We are of the opinion, from the record before us, that the chief object of the promoters was to establish and conduct a summer resort, and that the sale of lots to private individuals was merely an incident, particularly as in that mountain region only during the summer months do the majority of the residents live there. From the first the owners of the resort charged an admission fee to the general public as a condition to their right of entrance. The enterprise, to be successful, depended upon their ability and their right to charge and collect such admission fees. This right, however, could be secured only by reserving to themselves the right of control of the roads and streets of the platted tract. If they were public highways, over which the public generally could travel without restraint or hindrance, it would be impracticable, if not impossible, for the owners of the resort to realize any income or profit by exacting an admission fee to their grounds. If they put beyone their power the control over the avenues of entrance thereto, necessarily, the evidence shows, the business could not succeed; so that we begin this discussion with the observation that it is unlikely that business men, whose plans contemplated the expenditure of large sums of money, would disable themselves from realizing upon their investment by divesting themselves of the power of collecting tolls from the general public for admission to their grounds. We shall see, as the opinion proceeds, that the promoters did take the most effective, and publicly announced, method to preserve their important right of control.
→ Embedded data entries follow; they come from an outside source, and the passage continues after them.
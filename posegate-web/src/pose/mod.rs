//! Pose data model - landmarks, frames and per-landmark weights
//!
//! Re-exports only. All logic in submodules.

mod frame;
mod landmark;
mod weights;

pub use frame::PoseFrame;
pub use landmark::{Landmark, LandmarkId, LANDMARK_COUNT, TORSO_SKELETON};
pub use weights::LandmarkWeights;
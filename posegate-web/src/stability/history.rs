//! Rolling history of frames and their derivatives
//!
//! Fixed-capacity FIFO buffers, so memory stays at
//! O(capacity × landmarks) regardless of session length.

use std::collections::VecDeque;

use crate::physics::{finite_difference, positions, MotionField};
use crate::pose::PoseFrame;

/// Frames plus per-landmark positions, velocities and accelerations.
///
/// `positions[i]` belongs to `frames[i]`. Velocities need two frames and
/// accelerations three, so those buffers lag by one and two entries
/// until the window is full.
#[derive(Clone, Debug)]
pub struct StabilityHistory {
    capacity: usize,
    frames: VecDeque<PoseFrame>,
    positions: VecDeque<MotionField>,
    velocities: VecDeque<MotionField>,
    accelerations: VecDeque<MotionField>,
}

impl StabilityHistory {
    pub fn new(capacity: usize) -> Self {
        let capacity = capacity.max(1);
        Self {
            capacity,
            frames: VecDeque::with_capacity(capacity + 1),
            positions: VecDeque::with_capacity(capacity + 1),
            velocities: VecDeque::with_capacity(capacity + 1),
            accelerations: VecDeque::with_capacity(capacity + 1),
        }
    }

    /// Append a frame observed `dt` seconds after the previous one.
    /// `dt` is ignored for the first frame.
    pub fn push(&mut self, frame: PoseFrame, dt: f64) {
        let current = positions(&frame);

        if let Some(previous) = self.positions.back() {
            let velocity = finite_difference(&current, previous, dt);
            if let Some(previous_velocity) = self.velocities.back() {
                let acceleration = finite_difference(&velocity, previous_velocity, dt);
                Self::push_bounded(&mut self.accelerations, acceleration, self.capacity);
            }
            Self::push_bounded(&mut self.velocities, velocity, self.capacity);
        }

        Self::push_bounded(&mut self.positions, current, self.capacity);
        Self::push_bounded(&mut self.frames, frame, self.capacity);
    }

    fn push_bounded<T>(buffer: &mut VecDeque<T>, item: T, capacity: usize) {
        buffer.push_back(item);
        while buffer.len() > capacity {
            buffer.pop_front();
        }
    }

    pub fn len(&self) -> usize {
        self.frames.len()
    }

    pub fn is_empty(&self) -> bool {
        self.frames.is_empty()
    }

    pub fn is_full(&self) -> bool {
        self.frames.len() == self.capacity
    }

    pub fn capacity(&self) -> usize {
        self.capacity
    }

    pub fn latest(&self) -> Option<&PoseFrame> {
        self.frames.back()
    }

    pub fn frames(&self) -> &VecDeque<PoseFrame> {
        &self.frames
    }

    pub fn positions(&self) -> &VecDeque<MotionField> {
        &self.positions
    }

    pub fn velocities(&self) -> &VecDeque<MotionField> {
        &self.velocities
    }

    pub fn accelerations(&self) -> &VecDeque<MotionField> {
        &self.accelerations
    }

    /// Clear the buffers (session restart)
    pub fn clear(&mut self) {
        self.frames.clear();
        self.positions.clear();
        self.velocities.clear();
        self.accelerations.clear();
    }
}
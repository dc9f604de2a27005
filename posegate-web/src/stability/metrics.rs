//! Stability sub-metrics over the rolling history
//!
//! Each metric yields a raw measurement and a score in [0, 1]:
//! `1 - clamp(measured / threshold, 0, 1)`. A metric with no defined
//! input (too few frames, landmarks missing or non-finite) yields `None`
//! instead of a made-up value.

use nalgebra::Vector3;
use serde::Serialize;
use std::collections::VecDeque;

use super::history::StabilityHistory;
use crate::physics::{angle_deg, weighted_magnitude, weighted_mean, MotionField};
use crate::pose::{LandmarkId, LandmarkWeights};

/// Joint angles tracked for angular stability: (a, vertex, c)
pub const JOINT_ANGLES: [(LandmarkId, LandmarkId, LandmarkId); 6] = [
    (LandmarkId::LeftShoulder, LandmarkId::LeftHip, LandmarkId::LeftKnee),
    (LandmarkId::RightShoulder, LandmarkId::RightHip, LandmarkId::RightKnee),
    (LandmarkId::LeftHip, LandmarkId::LeftKnee, LandmarkId::LeftAnkle),
    (LandmarkId::RightHip, LandmarkId::RightKnee, LandmarkId::RightAnkle),
    (LandmarkId::LeftShoulder, LandmarkId::LeftElbow, LandmarkId::LeftWrist),
    (LandmarkId::RightShoulder, LandmarkId::RightElbow, LandmarkId::RightWrist),
];

/// A measurement and its normalised score
#[derive(Clone, Copy, Debug, PartialEq, Serialize)]
pub struct SubScore {
    pub measured: f64,
    pub score: f64,
}

impl SubScore {
    pub fn new(measured: f64, threshold: f64) -> Self {
        Self {
            measured,
            score: unit_score(measured, threshold),
        }
    }
}

/// Per-landmark stability (position and speed combined)
#[derive(Clone, Copy, Debug, PartialEq, Serialize)]
pub struct LandmarkScore {
    pub landmark: LandmarkId,
    pub score: f64,
}

/// 1.0 at zero, 0.0 at or beyond the threshold
pub fn unit_score(measured: f64, threshold: f64) -> f64 {
    1.0 - (measured / threshold).clamp(0.0, 1.0)
}

// ============================================================================
// POSITION
// ============================================================================

fn median(values: &mut [f64]) -> Option<f64> {
    if values.is_empty() {
        return None;
    }
    values.sort_by(|a, b| a.total_cmp(b));
    let mid = values.len() / 2;
    if values.len() % 2 == 0 {
        Some((values[mid - 1] + values[mid]) / 2.0)
    } else {
        Some(values[mid])
    }
}

/// Per-landmark, per-axis temporal median of the window
pub fn median_reference(positions: &VecDeque<MotionField>) -> MotionField {
    let width = positions.iter().map(Vec::len).max().unwrap_or(0);
    let mut axis = Vec::with_capacity(positions.len());

    (0..width)
        .map(|i| {
            let mut reference = Vector3::zeros();
            for k in 0..3 {
                axis.clear();
                axis.extend(positions.iter().filter_map(|field| {
                    field.get(i).copied().flatten().map(|p| p[k])
                }));
                reference[k] = median(&mut axis)?;
            }
            Some(reference)
        })
        .collect()
}

fn deviation(point: &Option<Vector3<f64>>, reference: &MotionField, index: usize) -> Option<f64> {
    match (point, reference.get(index).copied().flatten()) {
        (Some(p), Some(r)) => Some((p - r).norm()),
        _ => None,
    }
}

/// Mean weighted distance of each frame from the temporal median frame.
/// Needs at least two frames.
pub fn position_deviation(
    positions: &VecDeque<MotionField>,
    weights: &LandmarkWeights,
) -> Option<f64> {
    if positions.len() < 2 {
        return None;
    }
    let reference = median_reference(positions);

    let per_frame: Vec<f64> = positions
        .iter()
        .filter_map(|field| {
            weighted_mean(weights.weighted().filter_map(|(id, w)| {
                field
                    .get(id.index())
                    .and_then(|p| deviation(p, &reference, id.index()))
                    .map(|d| (w, d))
            }))
        })
        .collect();

    mean(&per_frame)
}

// ============================================================================
// VELOCITY / ACCELERATION
// ============================================================================

/// Mean over the window of each field's weighted magnitude
pub fn mean_motion(fields: &VecDeque<MotionField>, weights: &LandmarkWeights) -> Option<f64> {
    let per_frame: Vec<f64> = fields
        .iter()
        .filter_map(|field| weighted_magnitude(field, weights))
        .collect();
    mean(&per_frame)
}

// ============================================================================
// ANGULAR
// ============================================================================

fn joint_angle(field: &MotionField, joint: (LandmarkId, LandmarkId, LandmarkId)) -> Option<f64> {
    let point = |id: LandmarkId| field.get(id.index()).copied().flatten().map(|p| p.xy());
    let angle = angle_deg(&point(joint.0)?, &point(joint.1)?, &point(joint.2)?);
    angle.is_finite().then_some(angle)
}

fn variance(values: &[f64]) -> Option<f64> {
    let m = mean(values)?;
    Some(values.iter().map(|v| (v - m).powi(2)).sum::<f64>() / values.len() as f64)
}

/// Mean variance (deg²) of the tracked joint angles across the window.
///
/// Joints with fewer than two defined angles are skipped; degenerate
/// angles (coincident points) are NaN and never counted.
pub fn angle_variance(positions: &VecDeque<MotionField>) -> Option<f64> {
    let per_joint: Vec<f64> = JOINT_ANGLES
        .iter()
        .filter_map(|joint| {
            let angles: Vec<f64> = positions
                .iter()
                .filter_map(|field| joint_angle(field, *joint))
                .collect();
            if angles.len() < 2 {
                None
            } else {
                variance(&angles)
            }
        })
        .collect();
    mean(&per_joint)
}

// ============================================================================
// PER-LANDMARK
// ============================================================================

/// Score each weighted landmark on its own deviation and speed
pub fn landmark_scores(
    history: &StabilityHistory,
    weights: &LandmarkWeights,
    position_threshold: f64,
    velocity_threshold: f64,
) -> Vec<LandmarkScore> {
    let positions = history.positions();
    let reference = median_reference(positions);

    weights
        .weighted()
        .filter_map(|(id, _)| {
            let i = id.index();
            let deviations: Vec<f64> = positions
                .iter()
                .filter_map(|field| field.get(i).and_then(|p| deviation(p, &reference, i)))
                .collect();
            let speeds: Vec<f64> = history
                .velocities()
                .iter()
                .filter_map(|field| field.get(i).copied().flatten().map(|v| v.norm()))
                .collect();

            let parts: Vec<f64> = [
                mean(&deviations).map(|d| unit_score(d, position_threshold)),
                mean(&speeds).map(|s| unit_score(s, velocity_threshold)),
            ]
            .into_iter()
            .flatten()
            .collect();

            mean(&parts).map(|score| LandmarkScore { landmark: id, score })
        })
        .collect()
}

fn mean(values: &[f64]) -> Option<f64> {
    if values.is_empty() {
        None
    } else {
        Some(values.iter().sum::<f64>() / values.len() as f64)
    }
}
The plaintiffs' claim is, as we understand it, threefold First, by the filing of their recorded plat the resort company dedicated to the public all streets and ways which were thereon delineated; second, that by virtue of a deed of conveyance of the resort company to the Barbers, the owners of the First addition to Eldorado Springs, the right of travel over such highways was expressly given to the Barbers and their grantees of lots therein; and, third, that the...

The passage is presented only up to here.